The Corner

Ezra Klein Can’t Bring Himself to Mention the Benefits of Cost Sharing

Ezra Klein’s Bloomberg View column today is on the slowdown in health-care cost inflation, a heartening trend that’s received a good deal of attention recently. Rightly, he says that we still don’t know really why it’s happening, and ostensibly, the column is just laying out the possible factors and looking how the president’s health-care law is playing a role. Which is why it’s so bizarre that he basically ignores one of the most likely explanations: increased cost sharing in health-care plans, whereby patients spend less on health care because more of the costs are coming out of their pocket rather than being covered by insurance.

We don’t know how much that development has driven the inflation slowdown, but the correlation is there (and fits better than the bad-economy explanation, which, as Klein notes, is problematic since costs were slowing some before the recession). It’s certainly a logical economic argument, and a lot of smart people, incuding plenty of liberals and supporters of the president’s health-care law, think it’s important. In fact, the New York Times’ recent report on the slowdown gave the cost-sharing explanation prominent placement, citing various academic studies that suggest it’s had a significant role. (The author of that New York Times piece?

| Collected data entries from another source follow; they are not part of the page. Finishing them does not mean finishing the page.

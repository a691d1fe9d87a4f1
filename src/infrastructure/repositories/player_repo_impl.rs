// Copyright 2025 Kirky.X
//
// Licensed under the Apache License, Version 2.0 (the "License");
// you may not use this file except in compliance with the License.
// You may obtain a copy of the License at
//
//     http://www.apache.org/licenses/LICENSE-2.0
//
// Unless required by applicable law or agreed to in writing, software
// distributed under the License is distributed on an "AS IS" BASIS,
// WITHOUT WARRANTIES OR CONDITIONS OF ANY KIND, either express or implied.
// See the License for the specific language governing permissions and
// limitations under the License.

use super::{fetch_page, invalid_column, map_db_err};
use crate::domain::models::page::{Page, PageRequest, Sort, SortOrder};
use crate::domain::models::player::{Player, Position};
use crate::domain::repositories::player_repository::{PlayerFilter, PlayerRepository};
use crate::domain::repositories::RepositoryError;
use crate::infrastructure::database::entities::player as player_entity;
use async_trait::async_trait;
use sea_orm::*;
use std::sync::Arc;

/// 球员仓库实现
pub struct PlayerRepositoryImpl {
    db: Arc<DatabaseConnection>,
}

impl PlayerRepositoryImpl {
    pub fn new(db: Arc<DatabaseConnection>) -> Self {
        Self { db }
    }
}

pub(crate) fn to_domain(m: player_entity::Model) -> Result<Player, RepositoryError> {
    let position = m
        .position
        .parse::<Position>()
        .map_err(|_| invalid_column("player position", &m.position))?;

    Ok(Player {
        id: m.id,
        first_name: m.first_name,
        last_name: m.last_name,
        position,
        nationality: m.nationality,
        image_url: m.image_url,
        date_of_birth: m.date_of_birth,
        team_id: m.team_id,
        created_at: m.created_at.into(),
        updated_at: m.updated_at.into(),
    })
}

fn to_active(player: &Player) -> player_entity::ActiveModel {
    player_entity::ActiveModel {
        id: Set(player.id.clone()),
        first_name: Set(player.first_name.clone()),
        last_name: Set(player.last_name.clone()),
        position: Set(player.position.to_string()),
        nationality: Set(player.nationality.clone()),
        image_url: Set(player.image_url.clone()),
        date_of_birth: Set(player.date_of_birth),
        team_id: Set(player.team_id.clone()),
        created_at: Set(player.created_at.into()),
        updated_at: Set(player.updated_at.into()),
    }
}

#[async_trait]
impl PlayerRepository for PlayerRepositoryImpl {
    async fn create(&self, player: &Player) -> Result<Player, RepositoryError> {
        let model = to_active(player)
            .insert(self.db.as_ref())
            .await
            .map_err(map_db_err)?;
        to_domain(model)
    }

    async fn find_by_id(&self, id: &str) -> Result<Option<Player>, RepositoryError> {
        player_entity::Entity::find_by_id(id.to_string())
            .one(self.db.as_ref())
            .await?
            .map(to_domain)
            .transpose()
    }

    async fn find_by_ids(&self, ids: &[String]) -> Result<Vec<Player>, RepositoryError> {
        if ids.is_empty() {
            return Ok(Vec::new());
        }
        player_entity::Entity::find()
            .filter(player_entity::Column::Id.is_in(ids.iter().cloned()))
            .all(self.db.as_ref())
            .await?
            .into_iter()
            .map(to_domain)
            .collect()
    }

    async fn update(&self, player: &Player) -> Result<Player, RepositoryError> {
        player_entity::Entity::find_by_id(player.id.clone())
            .one(self.db.as_ref())
            .await?
            .ok_or(RepositoryError::NotFound)?;

        let mut model = to_active(player);
        model.created_at = NotSet;
        model.updated_at = Set(chrono::Utc::now().into());

        let updated = model.update(self.db.as_ref()).await.map_err(map_db_err)?;
        to_domain(updated)
    }

    async fn delete(&self, id: &str) -> Result<(), RepositoryError> {
        let result = player_entity::Entity::delete_by_id(id.to_string())
            .exec(self.db.as_ref())
            .await
            .map_err(map_db_err)?;
        if result.rows_affected == 0 {
            return Err(RepositoryError::NotFound);
        }
        Ok(())
    }

    async fn list(
        &self,
        filter: &PlayerFilter,
        sort: &Sort,
        page: PageRequest,
    ) -> Result<Page<Player>, RepositoryError> {
        let mut select = player_entity::Entity::find();

        if let Some(team_id) = &filter.team_id {
            select = select.filter(player_entity::Column::TeamId.eq(team_id.clone()));
        }
        if let Some(position) = filter.position {
            select = select.filter(player_entity::Column::Position.eq(position.to_string()));
        }
        if let Some(nationality) = &filter.nationality {
            select = select.filter(player_entity::Column::Nationality.eq(nationality.clone()));
        }
        if let Some(name) = filter.name.as_deref().filter(|n| !n.is_empty()) {
            select = select.filter(
                Condition::any()
                    .add(player_entity::Column::FirstName.contains(name))
                    .add(player_entity::Column::LastName.contains(name)),
            );
        }

        let column = match sort.by.as_deref() {
            Some("first_name") => player_entity::Column::FirstName,
            Some("position") => player_entity::Column::Position,
            Some("date_of_birth") => player_entity::Column::DateOfBirth,
            Some("created_at") => player_entity::Column::CreatedAt,
            _ => player_entity::Column::LastName,
        };
        let order = match sort.order {
            SortOrder::Asc => Order::Asc,
            SortOrder::Desc => Order::Desc,
        };
        select = select
            .order_by(column, order)
            .order_by_asc(player_entity::Column::Id);

        fetch_page(self.db.as_ref(), select, page, to_domain).await
    }

    async fn find_by_team(&self, team_id: &str) -> Result<Vec<Player>, RepositoryError> {
        player_entity::Entity::find()
            .filter(player_entity::Column::TeamId.eq(team_id))
            .order_by_asc(player_entity::Column::LastName)
            .all(self.db.as_ref())
            .await?
            .into_iter()
            .map(to_domain)
            .collect()
    }
}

Klein’s wife, Annie Lowrey.)

The column only mentions this factor briefly, noting “the portion of workers with high-deductible plans has increased by 24 percent since 2006,” without even mentioning how that affects their spending habits or the fact that experts point to this as a sea change in health care (its significance, for instance, is not comparable to certain important drugs’ going off patent, as Klein’s parallel placement of these factors suggests).

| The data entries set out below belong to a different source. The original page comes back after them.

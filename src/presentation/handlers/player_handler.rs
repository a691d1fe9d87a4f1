// Copyright 2025 Kirky.X
//
// Licensed under the Apache License, Version 2.0 (the "License");
// you may not use this file except in compliance with the License.
// You may obtain a copy of the License at
//
//     http://www.apache.org/licenses/LICENSE-2.0
//
// Unless required by applicable law or agreed to in writing, software
// distributed under the License is distributed on an "AS IS" BASIS,
// WITHOUT WARRANTIES OR CONDITIONS OF ANY KIND, either express or implied.
// See the License for the specific language governing permissions and
// limitations under the License.

use crate::domain::errors::DomainError;
use crate::domain::models::page::{Page, SortOrder};
use crate::domain::models::player::{Player, Position, DEFAULT_NATIONALITY};
use crate::domain::repositories::player_repository::PlayerFilter;
use crate::presentation::errors::AppError;
use crate::presentation::extractors::current_user::AdminUser;
use crate::presentation::handlers::validate_payload;
use crate::presentation::state::{sort_from, AppState};
use axum::extract::{Path, Query};
use axum::{http::StatusCode, Extension, Json};
use chrono::{NaiveDate, Utc};
use serde::Deserialize;
use std::sync::Arc;
use uuid::Uuid;
use validator::Validate;

#[derive(Debug, Deserialize)]
pub struct PlayerListQuery {
    pub page: Option<u64>,
    pub page_size: Option<u64>,
    pub team_id: Option<String>,
    pub position: Option<Position>,
    pub name: Option<String>,
    pub nationality: Option<String>,
    pub sort_by: Option<String>,
    pub sort_order: Option<String>,
}

#[derive(Debug, Deserialize, Validate)]
pub struct PlayerPayload {
    pub id: Option<String>,
    #[validate(length(min = 1, max = 100))]
    pub first_name: String,
    #[validate(length(min = 1, max = 100))]
    pub last_name: String,
    #[serde(default)]
    pub position: Position,
    pub nationality: Option<String>,
    pub image_url: Option<String>,
    pub date_of_birth: Option<NaiveDate>,
    pub team_id: Option<String>,
}

async fn ensure_team(state: &AppState, team_id: Option<&str>) -> Result<(), AppError> {
    if let Some(team_id) = team_id {
        state
            .teams
            .find_by_id(team_id)
            .await?
            .ok_or_else(|| DomainError::not_found("Team"))?;
    }
    Ok(())
}

pub async fn list_players(
    Extension(state): Extension<Arc<AppState>>,
    Query(query): Query<PlayerListQuery>,
) -> Result<Json<Page<Player>>, AppError> {
    let filter = PlayerFilter {
        team_id: query.team_id,
        position: query.position,
        name: query.name,
        nationality: query.nationality,
    };
    let sort = sort_from(query.sort_by, query.sort_order.as_deref(), SortOrder::Asc);
    let page = state.page_request(query.page, query.page_size);
    Ok(Json(state.players.list(&filter, &sort, page).await?))
}

pub async fn get_player(
    Extension(state): Extension<Arc<AppState>>,
    Path(id): Path<String>,
) -> Result<Json<Player>, AppError> {
    let player = state
        .players
        .find_by_id(&id)
        .await?
        .ok_or_else(|| DomainError::not_found("Player"))?;
    Ok(Json(player))
}

pub async fn create_player(
    Extension(state): Extension<Arc<AppState>>,
    _admin: AdminUser,
    Json(payload): Json<PlayerPayload>,
) -> Result<(StatusCode, Json<Player>), AppError> {
    validate_payload(&payload)?;
    ensure_team(&state, payload.team_id.as_deref()).await?;

    let id = payload
        .id
        .filter(|id| !id.trim().is_empty())
        .unwrap_or_else(|| Uuid::new_v4().to_string());
    let mut player = Player::new(id, payload.first_name, payload.last_name);
    player.position = payload.position;
    player.nationality = payload
        .nationality
        .or_else(|| Some(DEFAULT_NATIONALITY.to_string()));
    player.image_url = payload.image_url;
    player.date_of_birth = payload.date_of_birth;
    player.team_id = payload.team_id;

    let player = state.players.create(&player).await?;
    Ok((StatusCode::CREATED, Json(player)))
}

pub async fn update_player(
    Extension(state): Extension<Arc<AppState>>,
    _admin: AdminUser,
    Path(id): Path<String>,
    Json(payload): Json<PlayerPayload>,
) -> Result<Json<Player>, AppError> {
    validate_payload(&payload)?;
    ensure_team(&state, payload.team_id.as_deref()).await?;

    let existing = state
        .players
        .find_by_id(&id)
        .await?
        .ok_or_else(|| DomainError::not_found("Player"))?;
    let player = Player {
        first_name: payload.first_name,
        last_name: payload.last_name,
        position: payload.position,
        nationality: payload.nationality.or(existing.nationality.clone()),
        image_url: payload.image_url,
        date_of_birth: payload.date_of_birth,
        team_id: payload.team_id,
        updated_at: Utc::now(),
        ..existing
    };

    Ok(Json(state.players.update(&player).await?))
}

pub async fn delete_player(
    Extension(state): Extension<Arc<AppState>>,
    _admin: AdminUser,
    Path(id): Path<String>,
) -> Result<StatusCode, AppError> {
    state.players.delete(&id).await?;
    Ok(StatusCode::NO_CONTENT)
}
// Copyright (c) 2025 Kirky.X
//
// Licensed under the MIT License
// See LICENSE file in the project root for full license information.

use sea_orm_migration::prelude::*;

/// 主函数
///
/// 数据库迁移工具入口点
#[async_std::main]
async fn main() {
    cli::run_cli(migration::Migrator).await;
}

It also comes up in passing: In arguing against the economic slowdown as an explanation for lower cost inflation, Klein argues that, since we’ve seen Medicare costs drop substantially, too, and Medicare doesn’t leave too many decisions or costs to the consumers whom the bad economy has hurt, it seems unlikely that the recession is playing a big role. This argument actually relies on the idea that, if consumers are given choices, they’d probably spend less and slow cost inflation — but that idea is mentioned nowhere in the column, and the fact that consumers actually have been making more choices in private insurance as costs are slowing there isn’t mentioned (one could also argue, of course, that the fact that Medicare cost growth is slowing without the program having much cost sharing calls the cost-sharing explanation into question — Klein just doesn’t discuss it).

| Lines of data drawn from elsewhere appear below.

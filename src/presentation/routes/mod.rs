// Copyright (c) 2025 Kirky.X
//
// Licensed under the MIT License
// See LICENSE file in the project root for full license information.

use crate::presentation::handlers::{
    admin_handler, auth_handler, lineup_handler, match_event_handler, match_handler,
    match_player_handler, metrics_handler, player_handler, rating_handler, referee_handler,
    statistics_handler, team_handler,
};
use crate::presentation::middleware::auth_middleware::{auth_middleware, AuthState};
use crate::presentation::state::AppState;
use axum::{
    middleware,
    routing::{get, patch, post, put},
    Extension, Router,
};
use std::sync::Arc;

/// 创建应用路由
///
/// `/api` 下的路由经过认证中间件；健康检查、版本与指标公开
///
/// # 参数
///
/// * `state` - 应用状态
///
/// # 返回值
///
/// 返回配置好的路由
pub fn routes(state: Arc<AppState>) -> Router {
    let public_routes = Router::new()
        .route("/health", get(health_check))
        .route("/version", get(version))
        .route("/metrics", get(metrics_handler::metrics));

    let auth_state = AuthState {
        api_key: state.settings.auth.api_key.clone(),
        auth: state.auth.clone(),
    };

    let api_routes = Router::new()
        .route("/auth/google", post(auth_handler::google_login))
        .route("/auth/me", get(auth_handler::me))
        .route(
            "/teams",
            get(team_handler::list_teams).post(team_handler::create_team),
        )
        .route(
            "/teams/{id}",
            get(team_handler::get_team)
                .put(team_handler::update_team)
                .delete(team_handler::delete_team),
        )
        .route(
            "/teams/{id}/lineups",
            get(lineup_handler::list_team_lineups),
        )
        .route(
            "/players",
            get(player_handler::list_players).post(player_handler::create_player),
        )
        .route(
            "/players/{id}",
            get(player_handler::get_player)
                .put(player_handler::update_player)
                .delete(player_handler::delete_player),
        )
        .route(
            "/referees",
            get(referee_handler::list_referees).post(referee_handler::create_referee),
        )
        .route(
            "/referees/{id}",
            get(referee_handler::get_referee)
                .put(referee_handler::update_referee)
                .delete(referee_handler::delete_referee),
        )
        .route(
            "/matches",
            get(match_handler::list_matches).post(match_handler::create_match),
        )
        .route("/matches/ratings", get(statistics_handler::match_ratings))
        .route(
            "/matches/ratings/embed",
            get(statistics_handler::match_ratings_embed),
        )
        .route(
            "/matches/{id}",
            get(match_handler::get_match)
                .put(match_handler::update_match)
                .delete(match_handler::delete_match),
        )
        .route("/matches/{id}/status", patch(match_handler::update_status))
        .route("/matches/{id}/score", patch(match_handler::update_score))
        .route(
            "/matches/{id}/ratings",
            get(match_handler::match_player_ratings),
        )
        .route(
            "/matches/{id}/events/goal",
            post(match_event_handler::add_goal),
        )
        .route(
            "/matches/{id}/events/card",
            post(match_event_handler::add_card),
        )
        .route(
            "/matches/{id}/events/substitution",
            post(match_event_handler::add_substitution),
        )
        .route("/lineups", put(lineup_handler::save_lineup))
        .route(
            "/lineups/{id}",
            get(lineup_handler::get_lineup).delete(lineup_handler::delete_lineup),
        )
        .route(
            "/match-players",
            get(match_player_handler::list_match_players)
                .post(match_player_handler::create_match_player),
        )
        .route(
            "/match-players/{id}",
            get(match_player_handler::get_match_player)
                .put(match_player_handler::update_match_player)
                .delete(match_player_handler::delete_match_player),
        )
        .route(
            "/match-players/{id}/substitute",
            post(match_player_handler::substitute_out),
        )
        .route(
            "/match-events",
            get(match_event_handler::list_events).post(match_event_handler::create_event),
        )
        .route(
            "/match-events/{id}",
            get(match_event_handler::get_event)
                .put(match_event_handler::update_event)
                .delete(match_event_handler::delete_event),
        )
        .route(
            "/ratings",
            get(rating_handler::list_ratings).post(rating_handler::submit_rating),
        )
        .route(
            "/ratings/{id}",
            get(rating_handler::get_rating)
                .put(rating_handler::update_rating)
                .delete(rating_handler::delete_rating),
        )
        .route(
            "/statistics/team/{id}/ratings",
            get(statistics_handler::team_ratings),
        )
        .route(
            "/statistics/players/top",
            get(statistics_handler::top_players),
        )
        .route(
            "/statistics/players/detailed",
            get(statistics_handler::detailed_player_stats),
        )
        .route("/admin/scrape", post(admin_handler::trigger_scrape))
        .layer(middleware::from_fn_with_state(auth_state, auth_middleware));

    Router::new()
        .merge(public_routes)
        .nest("/api", api_routes)
        .layer(Extension(state))
}

/// 健康检查端点
///
/// # 返回值
///
/// 返回"OK"字符串
pub async fn health_check() -> &'static str {
    "OK"
}

/// 版本信息端点
///
/// # 返回值
///
/// 返回应用版本号
pub async fn version() -> &'static str {
    env!("CARGO_PKG_VERSION")
}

Klein even manages to praise one of the provisions of the Affordable Care Act that actually will encourage cost-sharing, the “Cadillac” excise tax on high-cost health plans, without mentioning how it’s driving consumer choice. Here he quotes another New York Times piece: ”Companies hoping to avoid the tax are beginning to scale back the more generous health benefits they have traditionally offered and to look harder for ways to bring down the overall cost of care.” This quotation suggests that there are a whole bunch of ways employers are trying to push down the cost of their plans, but Klein leaves out the main way they’re actually doing it – by pushing costs and decisions onto consumers/employees. Basically the entire Times piece Klein quotes is about how the Cadillac tax, a measure that starts in 2018 for which employers are starting to adjust now, is driving cost-sharing. Klein cites the piece as evidence that one piece of the ACA is working to control costs, without mentioning how it’s doing so (note that this is sort of a side effect of the Cadillac tax — generally speaking, Obamacare actually makes cost-sharing a lot harder, pushing the market away from it rather than encouraging it).

In all, it’s quite strange that Klein could manage to write a column about how we’re trying to understand this trend without explaining one factor most policy experts think is probably playing a really big role. But it makes a little more sense when you consider that the president’s signature effort to encourage that trend bets on the importance of other factors, and actually will, overall, discourage the Factor That Must Not Be Named and whatever benefits it might bring. It’s almost like Klein wrote the column to defend the president’s preferred policies rather than do dispassionate analysis of them.

Patrick Brennan was a senior communications official at the Department of Health and Human Services during the Trump administration and is former opinion editor of National Review Online.